Con la missione Freedom 7 del 1961, Alan Shepard fu così inviato nello spazio. L’anno successivo contribuì attivamente al lancio in orbita dell’astronauta John Glen, il quale non partì finchè i calcoli effettuati dal calcolatore IBM (International Business Machine) non fossero verificati direttamente da Katherine. Non ebbe alcuna paura nel confrontarsi con una macchina, con un essere non animato ma dotato di un’intelligenza (limitata a) anzi diede ancora una volta prova della sua precisione e del suo talento.
Atterraggio lunare
Non bastava solo saper contare. Bisognava andare oltre il semplice numero: siamo tutti in grado di scriverli. Da soli non hanno alcun significato. Interpretarli, dargli un senso logico è tutta un’altra cosa. Katherine sapeva guardare oltre il simbolo: l’idea di scoprire la matematica che ancora non esisteva era lo stimolo per poter risolvere problemi in cui le variabili in gioco, non erano semplicemente traiettorie, ma velocità, materiali, temperatura, pressione, orbite dovevano essere in grado di portare a termine la missione. Ciò non implicava il semplice lancio nello spazio di un uomo, ma soprattutto il ritorno sulla terraferma dell’astronauta. Lei stessa dichiarò di guardare oltre l’esattezza o l’errore delle equazioni dei suoi colleghi ingegneri: capire la logica della scelta era il segreto.

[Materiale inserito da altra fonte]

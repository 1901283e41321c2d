//! Drag and drop decisions.
//!
//! A drop onto another app creates a folder, a drop onto a folder files the
//! app into it, and a drop onto an empty cell reorders the catalog.

use crate::catalog::{Catalog, DEFAULT_FOLDER_NAME, FolderId};
use crate::view::{APPS_PER_PAGE, GRID_COLUMNS, GRID_ROWS};
use log::{debug, info};

/// Pixel size of one grid cell.
pub const CELL_SIZE: f64 = 130.0;

/// A cell on the current page.
#[derive(Clone, Copy, Debug, PartialEq, Eq)]
pub struct GridPosition {
    pub row: usize,
    pub col: usize,
}

impl GridPosition {
    /// A cell, clamped to the grid bounds.
    pub fn new(row: usize, col: usize) -> Self {
        Self {
            row: row.min(GRID_ROWS - 1),
            col: col.min(GRID_COLUMNS - 1),
        }
    }

    /// Cell under a pointer position relative to the grid's origin.
    pub fn from_pixels(x: f64, y: f64) -> Self {
        let cell = |v: f64, max: usize| ((v.max(0.0) / CELL_SIZE) as usize).min(max - 1);
        Self {
            row: cell(y, GRID_ROWS),
            col: cell(x, GRID_COLUMNS),
        }
    }

    /// Index in the catalog's primary sequence for a drop on `page`.
    /// Out-of-grid cells count as the nearest cell on the page.
    pub fn linear_index(&self, page: usize) -> usize {
        let cell = Self::new(self.row, self.col);
        page.saturating_mul(APPS_PER_PAGE)
            .saturating_add(cell.row * GRID_COLUMNS + cell.col)
    }
}

/// What the dragged app was released over.
#[derive(Clone, Debug, PartialEq)]
pub enum DropTarget {
    App(String),
    Folder(FolderId),
    Empty(GridPosition),
}

#[derive(Clone, Copy, Debug, PartialEq, Eq)]
pub enum DropRejection {
    NoActiveDrag,
    SourceMissing,
    TargetMissing,
    SameApp,
}

#[derive(Clone, Debug, PartialEq, Eq)]
pub enum DropOutcome {
    FolderCreated(FolderId),
    AddedToFolder(FolderId),
    Moved { index: usize },
    Rejected(DropRejection),
}

impl DropOutcome {
    pub fn is_success(&self) -> bool {
        !matches!(self, DropOutcome::Rejected(_))
    }
}

/// Apply a drop to the catalog. Rejected drops leave the catalog untouched.
pub fn apply_drop(
    catalog: &mut Catalog,
    source: Option<&str>,
    target: &DropTarget,
    page: usize,
) -> DropOutcome {
    let Some(source) = source else {
        return DropOutcome::Rejected(DropRejection::NoActiveDrag);
    };
    if catalog.app(source).is_none() {
        debug!("Drag source '{}' vanished, ignoring drop", source);
        return DropOutcome::Rejected(DropRejection::SourceMissing);
    }

    match target {
        DropTarget::App(other) if other == source => DropOutcome::Rejected(DropRejection::SameApp),
        DropTarget::App(other) => {
            if catalog.app(other).is_none() {
                return DropOutcome::Rejected(DropRejection::TargetMissing);
            }
            let folder_id = catalog.create_folder(DEFAULT_FOLDER_NAME);
            catalog.add_to_folder(source, &folder_id);
            catalog.add_to_folder(other, &folder_id);
            info!("Grouped '{}' and '{}' into {}", source, other, folder_id);
            DropOutcome::FolderCreated(folder_id)
        }
        DropTarget::Folder(folder_id) => {
            if !catalog.add_to_folder(source, folder_id) {
                return DropOutcome::Rejected(DropRejection::TargetMissing);
            }
            info!("Moved '{}' into {}", source, folder_id);
            DropOutcome::AddedToFolder(folder_id.clone())
        }
        DropTarget::Empty(position) => {
            let requested = position.linear_index(page);
            catalog.move_app(source, requested);
            catalog.recalculate_positions();
            let index = catalog
                .apps()
                .iter()
                .position(|app| app.name == source)
                .unwrap_or(requested);
            info!("Moved '{}' to position {}", source, index);
            DropOutcome::Moved { index }
        }
    }
}
//! Persisted grid layout: a sparse overlay of user customizations.
//!
//! Only folders and apps that deviate from the scanned defaults (hidden,
//! foldered or explicitly positioned) are stored. The scan itself is never
//! persisted; on load the overlay is merged onto a fresh catalog by name.

use crate::catalog::{Catalog, DEFAULT_FOLDER_ICON, Folder};
use crate::error::LauncherError;
use crate::paths::layout_path;
use log::{debug, info, warn};
use serde::{Deserialize, Serialize};
use std::fs;
use std::io::Write;
use std::path::{Path, PathBuf};

fn default_folder_icon() -> String {
    DEFAULT_FOLDER_ICON.to_string()
}

/// Stored folder descriptor. Membership is carried by the app overrides.
#[derive(Clone, Debug, PartialEq, Serialize, Deserialize)]
pub struct FolderEntry {
    pub id: String,
    pub name: String,
    #[serde(default = "default_folder_icon")]
    pub icon: String,
}

/// Per-app deviation from the defaults.
#[derive(Clone, Debug, PartialEq, Serialize, Deserialize)]
pub struct AppOverride {
    pub name: String,
    #[serde(default)]
    pub hidden: bool,
    #[serde(default)]
    pub position: Option<usize>,
    #[serde(default, skip_serializing_if = "Option::is_none")]
    pub folder: Option<String>,
}

/// The whole persisted document.
#[derive(Clone, Debug, Default, PartialEq, Serialize, Deserialize)]
pub struct LayoutConfig {
    #[serde(default)]
    pub folders: Vec<FolderEntry>,
    #[serde(default)]
    pub apps: Vec<AppOverride>,
}

impl LayoutConfig {
    /// Snapshot the user customizations held by a catalog.
    pub fn from_catalog(catalog: &Catalog) -> Self {
        let folders = catalog
            .folders()
            .iter()
            .map(|folder| FolderEntry {
                id: folder.id.clone(),
                name: folder.name.clone(),
                icon: folder.icon.clone(),
            })
            .collect();

        let apps = catalog
            .apps()
            .iter()
            .filter(|app| app.is_hidden() || app.folder().is_some() || app.position().is_some())
            .map(|app| AppOverride {
                name: app.name.clone(),
                hidden: app.is_hidden(),
                position: app.position(),
                folder: app.folder().map(String::from),
            })
            .collect();

        Self { folders, apps }
    }

    pub fn is_empty(&self) -> bool {
        self.folders.is_empty() && self.apps.is_empty()
    }

    /// Merge the overlay onto a freshly scanned catalog.
    ///
    /// Folders keep their stored ids. Overrides for apps that are no longer
    /// installed are ignored, as are references to folders that don't exist.
    pub fn apply(&self, catalog: &mut Catalog) {
        for entry in &self.folders {
            let restored = catalog.insert_folder(Folder {
                id: entry.id.clone(),
                name: entry.name.clone(),
                icon: entry.icon.clone(),
                is_open: false,
            });
            if !restored {
                warn!("Ignoring duplicate folder id {}", entry.id);
            }
        }

        let mut applied = 0;
        for entry in &self.apps {
            if catalog.app(&entry.name).is_none() {
                debug!("No installed app named '{}', skipping override", entry.name);
                continue;
            }

            catalog.set_hidden(&entry.name, entry.hidden);
            catalog.set_position(&entry.name, entry.position);
            catalog.remove_from_folder(&entry.name);
            if let Some(folder_id) = &entry.folder {
                if !catalog.add_to_folder(&entry.name, folder_id) {
                    warn!("'{}' refers to unknown folder {}", entry.name, folder_id);
                }
            }
            applied += 1;
        }

        catalog.sort_by_position();
        catalog.renumber_folder_members();

        debug!(
            "Applied {} app overrides and {} folders",
            applied,
            self.folders.len()
        );
    }
}

/// Reads and writes the layout file.
#[derive(Clone, Debug)]
pub struct LayoutStore {
    path: PathBuf,
}

impl LayoutStore {
    pub fn new(path: impl Into<PathBuf>) -> Self {
        Self { path: path.into() }
    }

    /// Store at the per-user default location.
    pub fn default_location() -> Self {
        Self::new(layout_path())
    }

    pub fn path(&self) -> &Path {
        &self.path
    }

    /// Load the overlay. A missing file is an empty layout.
    pub fn load(&self) -> Result<LayoutConfig, LauncherError> {
        if !self.path.exists() {
            return Ok(LayoutConfig::default());
        }

        let content = fs::read_to_string(&self.path)?;
        let config = serde_json::from_str(&content)?;
        Ok(config)
    }

    /// Replace the layout file atomically (write to a sibling temp file, then rename).
    pub fn save(&self, config: &LayoutConfig) -> Result<(), LauncherError> {
        let dir = match self.path.parent() {
            Some(parent) if !parent.as_os_str().is_empty() => parent.to_path_buf(),
            _ => PathBuf::from("."),
        };
        fs::create_dir_all(&dir)?;

        let mut tmp = tempfile::NamedTempFile::new_in(&dir)?;
        serde_json::to_writer_pretty(&mut tmp, config)?;
        tmp.write_all(b"\n")?;
        tmp.as_file().sync_all()?;
        tmp.persist(&self.path)?;

        info!(
            "Saved layout ({} folders, {} overrides) to {}",
            config.folders.len(),
            config.apps.len(),
            self.path.display()
        );
        Ok(())
    }
}

#[cfg(test)]
mod tests {
    use super::*;
    use crate::sources::SourceKind;
    use crate::testing::discovered;

    fn catalog_of(names: &[&str]) -> Catalog {
        Catalog::from_discovered(names.iter().map(|n| discovered(n, SourceKind::Native)).collect())
    }

    fn order(catalog: &Catalog) -> Vec<String> {
        catalog.apps().iter().map(|a| a.name.clone()).collect()
    }

    #[test]
    fn test_overlay_is_sparse() {
        let mut catalog = catalog_of(&["Calculator", "Firefox", "GIMP", "Terminal"]);
        let id = catalog.create_folder("Media");
        catalog.add_to_folder("GIMP", &id);
        catalog.hide("Terminal");

        let config = LayoutConfig::from_catalog(&catalog);

        assert_eq!(config.folders.len(), 1);
        let names: Vec<_> = config.apps.iter().map(|a| a.name.as_str()).collect();
        assert_eq!(names, vec!["GIMP", "Terminal"]);
        assert_eq!(config.apps[0].folder.as_deref(), Some(id.as_str()));
        assert!(config.apps[1].hidden);
    }

    #[test]
    fn test_missing_file_is_empty_layout() {
        let tmp = tempfile::tempdir().unwrap();
        let store = LayoutStore::new(tmp.path().join("nope/layout.json"));
        assert!(store.load().unwrap().is_empty());
    }

    #[test]
    fn test_malformed_file_is_an_error() {
        let tmp = tempfile::tempdir().unwrap();
        let path = tmp.path().join("layout.json");
        fs::write(&path, "<launcher-config>").unwrap();

        assert!(matches!(
            LayoutStore::new(&path).load(),
            Err(LauncherError::Json(_))
        ));
    }

    #[test]
    fn test_save_creates_parents_and_escapes_names() {
        let tmp = tempfile::tempdir().unwrap();
        let store = LayoutStore::new(tmp.path().join("deep/dir/layout.json"));
        let config = LayoutConfig {
            folders: vec![FolderEntry {
                id: "folder_1".into(),
                name: "Tools \"&\" <Stuff>".into(),
                icon: "folder".into(),
            }],
            apps: vec![AppOverride {
                name: "Quote \" Amp & Lt < Nl \n".into(),
                hidden: true,
                position: Some(4),
                folder: Some("folder_1".into()),
            }],
        };

        store.save(&config).unwrap();
        store.save(&config).unwrap();

        assert_eq!(store.load().unwrap(), config);
    }

    #[test]
    fn test_apply_restores_folders_hidden_and_order() {
        let mut before = catalog_of(&["Calculator", "Firefox", "GIMP", "Inkscape"]);
        let id = before.create_folder("Graphics");
        before.add_to_folder("Inkscape", &id);
        before.add_to_folder("GIMP", &id);
        before.hide("Calculator");
        before.move_app("GIMP", 0);
        before.recalculate_positions();

        let config = LayoutConfig::from_catalog(&before);
        let mut after = catalog_of(&["Calculator", "Firefox", "GIMP", "Inkscape"]);
        config.apply(&mut after);

        assert_eq!(order(&after), order(&before));
        assert_eq!(after.find_folder(&id).unwrap().name, "Graphics");
        assert!(after.app("Calculator").unwrap().is_hidden());
        let members: Vec<_> = after
            .folder_members(&id)
            .into_iter()
            .map(|a| a.name.clone())
            .collect();
        assert_eq!(members, vec!["GIMP", "Inkscape"]);
    }

    #[test]
    fn test_apply_drops_unknown_folder_and_missing_apps() {
        let config = LayoutConfig {
            folders: vec![],
            apps: vec![
                AppOverride {
                    name: "Firefox".into(),
                    hidden: false,
                    position: None,
                    folder: Some("folder_gone".into()),
                },
                AppOverride {
                    name: "Uninstalled".into(),
                    hidden: true,
                    position: Some(0),
                    folder: None,
                },
            ],
        };

        let mut catalog = catalog_of(&["Firefox", "GIMP"]);
        config.apply(&mut catalog);

        assert_eq!(catalog.app("Firefox").unwrap().folder(), None);
        assert_eq!(order(&catalog), vec!["Firefox", "GIMP"]);
    }

    #[test]
    fn test_positioned_apps_sort_before_new_apps() {
        let config = LayoutConfig {
            folders: vec![],
            apps: vec![
                AppOverride {
                    name: "Zed".into(),
                    hidden: false,
                    position: Some(0),
                    folder: None,
                },
                AppOverride {
                    name: "Mpv".into(),
                    hidden: false,
                    position: Some(1),
                    folder: None,
                },
            ],
        };

        let mut catalog = catalog_of(&["Alpha", "Mpv", "Zed", "Beta"]);
        config.apply(&mut catalog);

        assert_eq!(order(&catalog), vec!["Zed", "Mpv", "Alpha", "Beta"]);
    }
}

In questo modo, il mondo intero nel lontano 20 luglio 1969 ha potuto sentire dalle radio o dalle tv della propria abitazione, o automobile la notizia del primo uomo atterrato sulla Luna: se la traiettoria di atterraggio non fosse stata quella, Neil Armstrong non avrebbe potuto passeggiare sulla superficie lunare e la missione Apollo 11 sarebbe stata ricordata come il più grande disastro promosso dagli Stati Uniti.
Quanti potevano immaginare che quella impresa tanto sentita dagli americani portava la firma di una donna, nera della Virginia? Forse lo 0,1% della popolazione.
Missione compiuta
33 anni di lavoro alla Nasa, una Medal of Freedom ricevuta dal presidente Obama nel 2015, Katherine ha di certo compiuto la sua missione di donna, madre, matematica e soprattutto di essere umano, dotato come tutti (bianchi, neri o di qualsivoglia colore) di sentimenti, di ragione e di intelligenza. È riuscita a mettere il suo talento davanti ad ogni pregiudizio, ad ogni dubbio o perplessità dei più diffidenti. Con la sua determinazione è riuscita a cambiare le regole del gioco per lei ma anche per tante donne dopo di lei.
Si è spenta lo scorso 20 febbraio all’età di 101 anni portando con sé l’importanza di essere ricordata per sempre per la sua estrema bravura nel saper contare come donna e come scienziata.